I tend to think that when looking for information many people will stop searching when they find information to support their pre-formed beliefs. No? Here’s what sparked this for me: a TV ad for “BrandX”. It claims to be medicated, so (naturally) I wondered what the medicine was, and how did it ‘work’? TO THE INTERWEBS!
Turns out that “Trolamine salicylate 10%”is the active ingredient in “BrandX” and other similar products. (This isn’t about these products, but more about their claims, and how we perceive the information presented.) The product website lists trolamine salicylate as a ‘topical analgesic”, which means that it is a pain reliever that you rub on your skin. Ok….but if it is used for MUSCLE soreness……what the what? TO THE INTERWEBS!
Investigation of trolamine salicylate via google listed an article (?) on wikipedia.com with the following statements:
“The US Food and Drug Administration has not reviewed any of the over-the-counter products listed in the Daily Med database that contain trolamine salicylate. Also, the producers of trolamine salicylate products have not provided evidence to the FDA in support of claims that this chemical is directly absorbed through the skin into underlying tissue.” (bold emphasis added by…ME!)
So now I am thinking…umm….then how can they make these claims? Reading on, I found this (next sentence):
“However, one study reported that trolamine salicylate does penetrate into, and persist within, underlying muscle tissue.”

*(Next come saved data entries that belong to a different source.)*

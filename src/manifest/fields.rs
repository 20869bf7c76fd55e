use serde_json::map::Map;
use serde_json::{Number, Value};

use super::{ErrorKind, Result};

/// Convert a parsed YAML value into the internal dynamic tree
///
/// Mapping keys must be scalars; numeric keys are stringified so that
/// per-index tables like `job_states: {0: stopped}` keep working.
pub fn to_tree(raw: &serde_yaml::Value, at: &str) -> Result<Value> {
    let res = match raw {
        serde_yaml::Value::Null => Value::Null,
        serde_yaml::Value::Bool(b) => Value::Bool(*b),
        serde_yaml::Value::Number(n) => {
            if let Some(i) = n.as_i64() {
                Value::Number(Number::from(i))
            } else if let Some(u) = n.as_u64() {
                Value::Number(Number::from(u))
            } else {
                let f = n.as_f64().unwrap_or(0.0);
                match Number::from_f64(f) {
                    Some(num) => Value::Number(num),
                    None => {
                        return Err(ErrorKind::InvalidValue(
                            path_name(at),
                            "number is not finite".into(),
                        ).into())
                    }
                }
            }
        }
        serde_yaml::Value::String(s) => Value::String(s.clone()),
        serde_yaml::Value::Sequence(xs) => {
            let mut out = Vec::with_capacity(xs.len());
            for (i, x) in xs.iter().enumerate() {
                out.push(to_tree(x, &format!("{}[{}]", at, i))?);
            }
            Value::Array(out)
        }
        serde_yaml::Value::Mapping(m) => {
            let mut out = Map::new();
            for (k, v) in m {
                let key = match k {
                    serde_yaml::Value::String(s) => s.clone(),
                    serde_yaml::Value::Number(n) => format!("{}", n),
                    serde_yaml::Value::Bool(b) => format!("{}", b),
                    _ => {
                        return Err(ErrorKind::InvalidType(path_name(at), "mapping with scalar keys").into())
                    }
                };
                let sub = join(at, &key);
                out.insert(key, to_tree(v, &sub)?);
            }
            Value::Object(out)
        }
    };
    Ok(res)
}

fn path_name(at: &str) -> String {
    if at.is_empty() {
        "(root)".into()
    } else {
        at.to_string()
    }
}

fn join(prefix: &str, key: &str) -> String {
    if prefix.is_empty() {
        key.to_string()
    } else {
        format!("{}.{}", prefix, key)
    }
}

// ---------------------------------------------------------------------------
// Typed field access. Every accessor names the offending dotted path in its
// error so validation failures are actionable without a stack trace.
// ---------------------------------------------------------------------------

pub fn optional<'a>(m: &'a Value, key: &str) -> Option<&'a Value> {
    match m.get(key) {
        Some(&Value::Null) => None,
        other => other,
    }
}

pub fn required<'a>(m: &'a Value, prefix: &str, key: &str) -> Result<&'a Value> {
    optional(m, key).ok_or_else(|| ErrorKind::MissingField(join(prefix, key)).into())
}

pub fn string_of(v: &Value, path: &str) -> Result<String> {
    match v.as_str() {
        Some(s) => Ok(s.to_string()),
        None => Err(ErrorKind::InvalidType(path.into(), "string").into()),
    }
}

pub fn integer_of(v: &Value, path: &str) -> Result<i64> {
    match v.as_i64() {
        Some(i) => Ok(i),
        None => Err(ErrorKind::InvalidType(path.into(), "integer").into()),
    }
}

pub fn unsigned_of(v: &Value, path: &str) -> Result<u64> {
    let i = integer_of(v, path)?;
    if i < 0 {
        return Err(ErrorKind::InvalidValue(path.into(), "must not be negative".into()).into());
    }
    Ok(i as u64)
}

pub fn bool_of(v: &Value, path: &str) -> Result<bool> {
    match v.as_bool() {
        Some(b) => Ok(b),
        None => Err(ErrorKind::InvalidType(path.into(), "boolean").into()),
    }
}

pub fn sequence_of<'a>(v: &'a Value, path: &str) -> Result<&'a Vec<Value>> {
    match v.as_array() {
        Some(xs) => Ok(xs),
        None => Err(ErrorKind::InvalidType(path.into(), "sequence").into()),
    }
}

pub fn mapping_of<'a>(v: &'a Value, path: &str) -> Result<&'a Map<String, Value>> {
    match v.as_object() {
        Some(m) => Ok(m),
        None => Err(ErrorKind::InvalidType(path.into(), "mapping").into()),
    }
}

pub fn required_string(m: &Value, prefix: &str, key: &str) -> Result<String> {
    string_of(required(m, prefix, key)?, &join(prefix, key))
}

pub fn optional_string(m: &Value, prefix: &str, key: &str) -> Result<Option<String>> {
    match optional(m, key) {
        Some(v) => string_of(v, &join(prefix, key)).map(Some),
        None => Ok(None),
    }
}

pub fn required_unsigned(m: &Value, prefix: &str, key: &str) -> Result<u64> {
    unsigned_of(required(m, prefix, key)?, &join(prefix, key))
}

pub fn optional_unsigned(m: &Value, prefix: &str, key: &str) -> Result<Option<u64>> {
    match optional(m, key) {
        Some(v) => unsigned_of(v, &join(prefix, key)).map(Some),
        None => Ok(None),
    }
}

pub fn optional_bool(m: &Value, prefix: &str, key: &str) -> Result<Option<bool>> {
    match optional(m, key) {
        Some(v) => bool_of(v, &join(prefix, key)).map(Some),
        None => Ok(None),
    }
}

/// Restrict a string field to an enumeration of allowed values
pub fn enumeration(m: &Value, prefix: &str, key: &str, allowed: &[&str]) -> Result<Option<String>> {
    let path = join(prefix, key);
    match optional_string(m, prefix, key)? {
        Some(s) => {
            if allowed.contains(&s.as_str()) {
                Ok(Some(s))
            } else {
                Err(ErrorKind::InvalidValue(path, format!("must be one of {}", allowed.join("|"))).into())
            }
        }
        None => Ok(None),
    }
}

// ---------------------------------------------------------------------------
// Dotted path operations on property trees
// ---------------------------------------------------------------------------

/// Look up `deep.x` style paths in a nested mapping
pub fn lookup_path<'a>(tree: &'a Value, path: &str) -> Option<&'a Value> {
    let mut cur = tree;
    for seg in path.split('.') {
        match cur.get(seg) {
            Some(next) => cur = next,
            None => return None,
        }
    }
    Some(cur)
}

/// Materialize a dotted path as nested mappings and set the leaf value
pub fn insert_path(tree: &mut Value, path: &str, val: Value) {
    let segs: Vec<&str> = path.split('.').collect();
    let mut cur = tree;
    for seg in &segs[..segs.len() - 1] {
        if !cur.get(*seg).map(|v| v.is_object()).unwrap_or(false) {
            cur.as_object_mut()
                .expect("property trees are mappings")
                .insert(seg.to_string(), Value::Object(Map::new()));
        }
        cur = cur.get_mut(*seg).unwrap();
    }
    cur.as_object_mut()
        .expect("property trees are mappings")
        .insert(segs[segs.len() - 1].to_string(), val);
}

/// Remove a dotted path, returning the removed subtree if any
pub fn remove_path(tree: &mut Value, path: &str) -> Option<Value> {
    let segs: Vec<&str> = path.split('.').collect();
    let mut cur = tree;
    for seg in &segs[..segs.len() - 1] {
        match cur.get_mut(*seg) {
            Some(next) => cur = next,
            None => return None,
        }
    }
    cur.as_object_mut()?.remove(segs[segs.len() - 1])
}

#[cfg(test)]
mod tests {
    use super::super::from_str;
    use super::*;
    use ErrorKind;

    #[test]
    fn numeric_mapping_keys_become_strings() {
        let tree = from_str("job_states:\n  0: stopped\n  2: detached\n").unwrap();
        let states = tree.get("job_states").unwrap();
        assert_eq!(states["0"], json!("stopped"));
        assert_eq!(states["2"], json!("detached"));
    }

    #[test]
    fn missing_and_mistyped_fields_name_their_path() {
        let tree = from_str("name: app\ninstances: three\n").unwrap();
        let err = required(&tree, "", "networks").unwrap_err();
        match err.kind() {
            ErrorKind::MissingField(p) => assert_eq!(p, "networks"),
            k => panic!("wrong kind: {}", k),
        }
        let err = required_unsigned(&tree, "", "instances").unwrap_err();
        match err.kind() {
            ErrorKind::InvalidType(p, t) => {
                assert_eq!(p, "instances");
                assert_eq!(*t, "integer");
            }
            k => panic!("wrong kind: {}", k),
        }
    }

    #[test]
    fn enumeration_rejects_unknown_values() {
        let tree = from_str("state: sideways\n").unwrap();
        let err = enumeration(&tree, "jobs[0]", "state", &["started", "stopped"]).unwrap_err();
        match err.kind() {
            ErrorKind::InvalidValue(p, _) => assert_eq!(p, "jobs[0].state"),
            k => panic!("wrong kind: {}", k),
        }
    }

    #[test]
    fn dotted_paths_materialize_nested_mappings() {
        let mut tree = json!({});
        insert_path(&mut tree, "deep.x", json!("a"));
        insert_path(&mut tree, "deep.y", json!(2));
        assert_eq!(tree, json!({"deep": {"x": "a", "y": 2}}));

        assert_eq!(lookup_path(&tree, "deep.x"), Some(&json!("a")));
        assert_eq!(lookup_path(&tree, "deep.z"), None);

        let gone = remove_path(&mut tree, "deep.x").unwrap();
        assert_eq!(gone, json!("a"));
        assert_eq!(tree, json!({"deep": {"y": 2}}));
    }
}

Huh. ONE study. Worth looking into? Of course. So I did. Turns out, the experiment seemed to be conducted ‘well’ (controls, double blind, etc.), but no white papers were produced, or at least none that I could find within the time I was willing to devote to the search. Why not? well, my findings pretty much agreed with my own beliefs.
I do it myself. I’m not an alien (well….) so I tend to think that I’m not the only one who thinks the way I do (although if you ask Tracey, you might get a differing opinion). SO.
When investigating something new (workout philosophy, product claims, “new and improved!” this or that), try to see it from several angles before you make up your mind. And if the product makes some sort of MEDICAL CLAIM, do your research DILIGENTLY. You owe it to yourself not to fall for a scam or a claim of quick cures for chronic problems. (Yes, I said ‘problem’, not challenge or hurdle or some other euphemism. A spade is a spade).
Another thing that I encourage (do as I SAY, not as I DO) is to keep an open mind when looking into things. Beliefs that you may have held for a long, long time may be shattered by new research and evidence; just learn to filter out the BS.